Dr Azra explained that owing to the unfair MDCAT system, 492 of the total 600 seats for bachelors of dental surgery available in the province had remained vacant last year. She added that similarly, the private medical colleges in Sindh had a total of 2,600 seats but 30% of them could not be filled last year.
She grieved the private medical and dental colleges in the province had been left with no option but to offer admissions to students belonging to other provinces to fill those seats.
Dr Azra warned that the province would face a shortage of doctors and dentists after four to five years as the non-native students would go back to their home provinces to practice their profession after finishing medical or dental education in Sindh.
The question papers of the MDCAT were based on the federal and Punjab’s syllabi while Sindh’s curriculum had not been considered when the questions were prepared, she said.

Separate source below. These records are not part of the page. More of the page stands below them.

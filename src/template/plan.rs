//! Template statistics precomputed once per match call.

use crate::image::ImageView;
use crate::util::{ScreenMatchError, ScreenMatchResult};

/// Zero-mean template buffer and its variance for ZNCC scoring.
pub struct TemplatePlan {
    width: usize,
    height: usize,
    mean: f64,
    var_t: f64,
    t_prime: Vec<f64>,
}

impl TemplatePlan {
    /// Builds a plan; flat templates are rejected because ZNCC is undefined for them.
    pub fn from_view(tpl: ImageView<'_, u8>) -> ScreenMatchResult<Self> {
        let width = tpl.width();
        let height = tpl.height();
        let count = width
            .checked_mul(height)
            .ok_or(ScreenMatchError::InvalidDimensions { width, height })?;

        let mut sum = 0.0f64;
        for y in 0..height {
            let row = tpl
                .row(y)
                .ok_or(ScreenMatchError::InvalidDimensions { width, height })?;
            sum += row.iter().map(|&v| v as f64).sum::<f64>();
        }
        let mean = sum / count as f64;

        let mut t_prime = Vec::with_capacity(count);
        let mut var_t = 0.0f64;
        for y in 0..height {
            let row = tpl
                .row(y)
                .ok_or(ScreenMatchError::InvalidDimensions { width, height })?;
            for &value in row {
                let centered = value as f64 - mean;
                var_t += centered * centered;
                t_prime.push(centered);
            }
        }

        if var_t / count as f64 <= 1e-8 {
            return Err(ScreenMatchError::DegenerateTemplate {
                reason: "zero variance",
            });
        }

        Ok(Self {
            width,
            height,
            mean,
            var_t,
            t_prime,
        })
    }

    pub fn width(&self) -> usize {
        self.width
    }

    pub fn height(&self) -> usize {
        self.height
    }

    pub fn mean(&self) -> f64 {
        self.mean
    }

    /// Sum of squared deviations from the mean.
    pub fn var_t(&self) -> f64 {
        self.var_t
    }

    /// Zero-mean template values in row-major order.
    pub fn t_prime(&self) -> &[f64] {
        &self.t_prime
    }
}

/// Raw template values for SSD scoring.
pub struct SsdTemplatePlan {
    width: usize,
    height: usize,
    data: Vec<f64>,
}

impl SsdTemplatePlan {
    pub fn from_view(tpl: ImageView<'_, u8>) -> ScreenMatchResult<Self> {
        let width = tpl.width();
        let height = tpl.height();
        let mut data = Vec::with_capacity(width * height);
        for y in 0..height {
            let row = tpl
                .row(y)
                .ok_or(ScreenMatchError::InvalidDimensions { width, height })?;
            data.extend(row.iter().map(|&v| v as f64));
        }
        Ok(Self {
            width,
            height,
            data,
        })
    }

    pub fn width(&self) -> usize {
        self.width
    }

    pub fn height(&self) -> usize {
        self.height
    }

    pub fn data(&self) -> &[f64] {
        &self.data
    }
}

She went on to comment and said that the PMC had lost all its value when it failed to understand the problems of the concerned students. The commission should not conduct the admission test when it needed the capability to hold it in a proper manner,
Dr Azra recalled that the PMC had been imposed on the country through an ordinance without having the consent of all the federating units in Pakistan.
she said “Since the PMC came into existence, the hardships of doctors and students in the country increased while the federating units are also no closer to each other,”
The health minister was of the view that the PMC approved no benefit as it had failed to serve the nation and it also did not serve the cause of maintaining consistency and unity among the federating units.